Tuesday, 12 August 2025

Black Adam (Jaume Collet-Serra, 2022)


Still the people behind the DCEU persist in trying to compete with Marvel, when all they have as interesting and well-known characters is Superman (potentially) and Batman (always). Wonder Woman doesn't cut the mustard, as even just the painfully reductionist name will tell you. So, unable to fall back on any of these, they have to go with crappy variations on the omnipotent being theme, this time with 5,000-year-old demigod Black Adam, brought back from eternal imprisonment to combat returned forces of evil in yet another made up country, basically a generic mishmash of various Middle Eastern ones.

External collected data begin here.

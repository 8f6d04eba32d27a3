//! Card container and its sections.
//!
//! A [`Card`] stacks an optional [`CardHeader`], a [`CardBody`] and an
//! optional [`CardFooter`] inside a border. Each section is also a widget
//! on its own, so hosts can lay out custom cards.

use std::borrow::Cow;

use ratatui::buffer::Buffer;
use ratatui::layout::{Constraint, Layout, Margin, Rect};
use ratatui::style::{Modifier, Style};
use ratatui::text::{Line, Text};
use ratatui::widgets::{Block, Paragraph, StatefulWidget, Widget, Wrap};

use crate::ui::layout::{rule, wrapped_height};
use crate::ui::surface::{Element, ElementId, Role, Surface};
use crate::ui::theme::Theme;

/// Bold heading of a card.
#[derive(Debug, Clone)]
pub struct CardTitle<'a> {
    id: ElementId,
    text: Cow<'a, str>,
    theme: Theme,
}

impl<'a> CardTitle<'a> {
    pub fn new(text: impl Into<Cow<'a, str>>) -> Self {
        Self {
            id: ElementId::new(),
            text: text.into(),
            theme: Theme::default(),
        }
    }

    pub fn id(mut self, id: ElementId) -> Self {
        self.id = id;
        self
    }

    pub fn theme(mut self, theme: Theme) -> Self {
        self.theme = theme;
        self
    }

    pub fn text(&self) -> &str {
        &self.text
    }
}

impl StatefulWidget for CardTitle<'_> {
    type State = Surface;

    fn render(self, area: Rect, buf: &mut Buffer, surface: &mut Surface) {
        if area.is_empty() {
            return;
        }
        let style = Style::new()
            .fg(self.theme.text())
            .add_modifier(Modifier::BOLD);
        let (end, _) =
            buf.set_stringn(area.x, area.y, self.text.as_ref(), area.width as usize, style);
        let width = end.saturating_sub(area.x).max(1);
        surface.register(
            Element::new(self.id, Role::Heading, Rect::new(area.x, area.y, width, 1))
                .label(self.text.as_ref()),
        );
    }
}

/// Muted supporting text under a title.
#[derive(Debug, Clone)]
pub struct CardDescription<'a> {
    text: Text<'a>,
    theme: Theme,
}

impl<'a> CardDescription<'a> {
    pub fn new(text: impl Into<Text<'a>>) -> Self {
        Self {
            text: text.into(),
            theme: Theme::default(),
        }
    }

    pub fn theme(mut self, theme: Theme) -> Self {
        self.theme = theme;
        self
    }

    pub fn height(&self, width: u16) -> u16 {
        wrapped_height(&self.text, width)
    }
}

impl Widget for CardDescription<'_> {
    fn render(self, area: Rect, buf: &mut Buffer) {
        Paragraph::new(self.text)
            .style(Style::new().fg(self.theme.muted()))
            .wrap(Wrap { trim: true })
            .render(area, buf);
    }
}

/// Title and description, closed by a separator.
#[derive(Debug, Clone, Default)]
pub struct CardHeader<'a> {
    title: Option<CardTitle<'a>>,
    description: Option<CardDescription<'a>>,
    theme: Theme,
}

impl<'a> CardHeader<'a> {
    pub fn new() -> Self {
        Self::default()
    }

    pub fn title(mut self, title: CardTitle<'a>) -> Self {
        self.title = Some(title);
        self
    }

    pub fn description(mut self, description: CardDescription<'a>) -> Self {
        self.description = Some(description);
        self
    }

    pub fn theme(mut self, theme: Theme) -> Self {
        self.theme = theme;
        self
    }

    /// Rows including the separator.
    pub fn height(&self, width: u16) -> u16 {
        let title = u16::from(self.title.is_some());
        let description = self
            .description
            .as_ref()
            .map_or(0, |description| description.height(width));
        title.saturating_add(description).saturating_add(1)
    }

    fn label(&self) -> Option<String> {
        self.title.as_ref().map(|title| title.text().to_string())
    }
}

impl StatefulWidget for CardHeader<'_> {
    type State = Surface;

    fn render(self, area: Rect, buf: &mut Buffer, surface: &mut Surface) {
        if area.is_empty() {
            return;
        }
        let description_rows = self
            .description
            .as_ref()
            .map_or(0, |description| description.height(area.width));
        let [title_area, description_area, separator] = Layout::vertical([
            Constraint::Length(u16::from(self.title.is_some())),
            Constraint::Length(description_rows),
            Constraint::Length(1),
        ])
        .areas(area);

        if let Some(title) = self.title {
            title.theme(self.theme).render(title_area, buf, surface);
        }
        if let Some(description) = self.description {
            description.theme(self.theme).render(description_area, buf);
        }
        if !separator.is_empty() {
            rule(buf, separator.y, separator, Style::new().fg(self.theme.border()));
        }
    }
}

/// Main content of a card.
#[derive(Debug, Clone)]
pub struct CardBody<'a> {
    content: Text<'a>,
    theme: Theme,
}

impl<'a> CardBody<'a> {
    pub fn new(content: impl Into<Text<'a>>) -> Self {
        Self {
            content: content.into(),
            theme: Theme::default(),
        }
    }

    pub fn theme(mut self, theme: Theme) -> Self {
        self.theme = theme;
        self
    }

    pub fn height(&self, width: u16) -> u16 {
        wrapped_height(&self.content, width).max(1)
    }
}

impl Widget for CardBody<'_> {
    fn render(self, area: Rect, buf: &mut Buffer) {
        Paragraph::new(self.content)
            .style(Style::new().fg(self.theme.text()))
            .wrap(Wrap { trim: false })
            .render(area, buf);
    }
}

/// Action row under a separator.
#[derive(Debug, Clone)]
pub struct CardFooter<'a> {
    content: Line<'a>,
    theme: Theme,
}

impl<'a> CardFooter<'a> {
    pub fn new(content: impl Into<Line<'a>>) -> Self {
        Self {
            content: content.into(),
            theme: Theme::default(),
        }
    }

    pub fn theme(mut self, theme: Theme) -> Self {
        self.theme = theme;
        self
    }

    pub const HEIGHT: u16 = 2;
}

impl Widget for CardFooter<'_> {
    fn render(self, area: Rect, buf: &mut Buffer) {
        if area.is_empty() {
            return;
        }
        rule(buf, area.y, area, Style::new().fg(self.theme.border()));
        if area.height > 1 {
            buf.set_line(area.x, area.y + 1, &self.content, area.width);
        }
    }
}

/// Bordered container for a header, body and footer.
#[derive(Debug, Clone)]
pub struct Card<'a> {
    id: ElementId,
    header: Option<CardHeader<'a>>,
    body: CardBody<'a>,
    footer: Option<CardFooter<'a>>,
    theme: Theme,
}

impl<'a> Card<'a> {
    pub fn new(body: CardBody<'a>) -> Self {
        Self {
            id: ElementId::new(),
            header: None,
            body,
            footer: None,
            theme: Theme::default(),
        }
    }

    pub fn id(mut self, id: ElementId) -> Self {
        self.id = id;
        self
    }

    pub fn header(mut self, header: CardHeader<'a>) -> Self {
        self.header = Some(header);
        self
    }

    pub fn footer(mut self, footer: CardFooter<'a>) -> Self {
        self.footer = Some(footer);
        self
    }

    pub fn theme(mut self, theme: Theme) -> Self {
        self.theme = theme;
        self
    }

    /// Rows needed at `width` columns, borders included.
    pub fn height(&self, width: u16) -> u16 {
        let inner = width.saturating_sub(4);
        let header = self.header.as_ref().map_or(0, |header| header.height(inner));
        let footer = if self.footer.is_some() { CardFooter::HEIGHT } else { 0 };
        2u16.saturating_add(header)
            .saturating_add(self.body.height(inner))
            .saturating_add(footer)
    }
}

impl StatefulWidget for Card<'_> {
    type State = Surface;

    fn render(self, area: Rect, buf: &mut Buffer, surface: &mut Surface) {
        let area = Rect::new(area.x, area.y, area.width, self.height(area.width).min(area.height));
        if area.is_empty() {
            return;
        }
        Block::bordered()
            .border_style(Style::new().fg(self.theme.border()))
            .style(Style::new().bg(self.theme.surface()))
            .render(area, buf);

        let mut region = Element::new(self.id, Role::Region, area);
        if let Some(label) = self.header.as_ref().and_then(CardHeader::label) {
            region = region.label(label);
        }
        surface.register(region);

        let inner = area.inner(Margin::new(2, 1));
        let header_rows = self.header.as_ref().map_or(0, |header| header.height(inner.width));
        let footer_rows = if self.footer.is_some() { CardFooter::HEIGHT } else { 0 };
        let [header_area, body_area, footer_area] = Layout::vertical([
            Constraint::Length(header_rows),
            Constraint::Min(0),
            Constraint::Length(footer_rows),
        ])
        .areas(inner);

        if let Some(header) = self.header {
            header.theme(self.theme).render(header_area, buf, surface);
        }
        self.body.theme(self.theme).render(body_area, buf);
        if let Some(footer) = self.footer {
            footer.theme(self.theme).render(footer_area, buf);
        }
    }
}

Marvel have made some absolute disasters along the way, most notoriously Madame Web, but this has a good go at being just as bad. Normally The Rock, as the titular antihero,  is decent value for money when playing with his meat-mountain image for comic effect, but any attempt to do so is hopelessly drowned under a two-hour-torrent of extremely boring CGI fight after fight. Nor can Pierce Brosnan, as a wise old magician, save the affair from utter pointlessness.

3/10

Thursday, 7 August 2025

Spectral (Nic Mathieu, 2016)


The bravest feat this action film achieves is choosing to wreck an Eastern European city in a battle against supernatural enemies rather than the usual L.A. So, the capital of Moldova (played by Budapest) gets it, with an impending civil war exarcerbated by hordes of ghosts that kill on contact. Naturally it's left to the U.S. army to sort things out, represented by a scientist, who sees the ghosts for what they really are, tagging along with a bunch of rent-a-grunts. Basically Aliens, but with considerably less plot logic, despite bunging in lots of pseudoscience. Ho hum.

4/10

Thursday, 31 July 2025

Heads of State (Ilya Naishuller, 2025)


John Cena and Idris Elba respectively play the U.S. President and British Prime Minister, baling out of Air Force One as it's attacked by terrorists of some ilk over Belarus. They then have to get over their bickering enough to avoid further attempts to kill them and get to the NATO summit they were supposed to be attending in Trieste.
It's basically a mismatched buddy comedy, with dollops upon dollops of ludicrous action eventually almost suffocating the film's strong suit, Cena's action film star turned gung-ho POTUS (a nod to Schwarzenegger's stint as Governor of California there) bouncing off Elba's pragmatist who has actual life experience. So, safely playing to national stereotypes, albeit so much from a Hollywood angle that Britain is just Buckingham Palace and fish and chips, and Elba even says 'diaper' at one point. While well choreographed, as most things are these days, the action does get tiresome, but it's hard to dislike the duo, who are clearly enjoying themselves immensely, and you can forgive its wanton stupidity because of that.

6/10

Tuesday, 29 July 2025

Nuestros Tiempos (Chava Cartas, 2025)


Once again in the land that time will never forget, the time travel genre. This time, a physicist couple in the Mexico of 1966 construct a machine that takes them to the modern day and while at first it's only the technological differences they find baffling, soon the changes in society become a bigger issue for them to contend with. This is particularly to do with the changed status of women, which threatens to split the couple as while he just wants to get back home, she can no longer face it.
So, Our Times does try to put a new spin on the oft-visited theme. But it's a romance at heart with a modish sci-fi element, rather than a serious cogitation on causality, which would be the modern norm for the genre. In the end, the social comment angle wears thin too.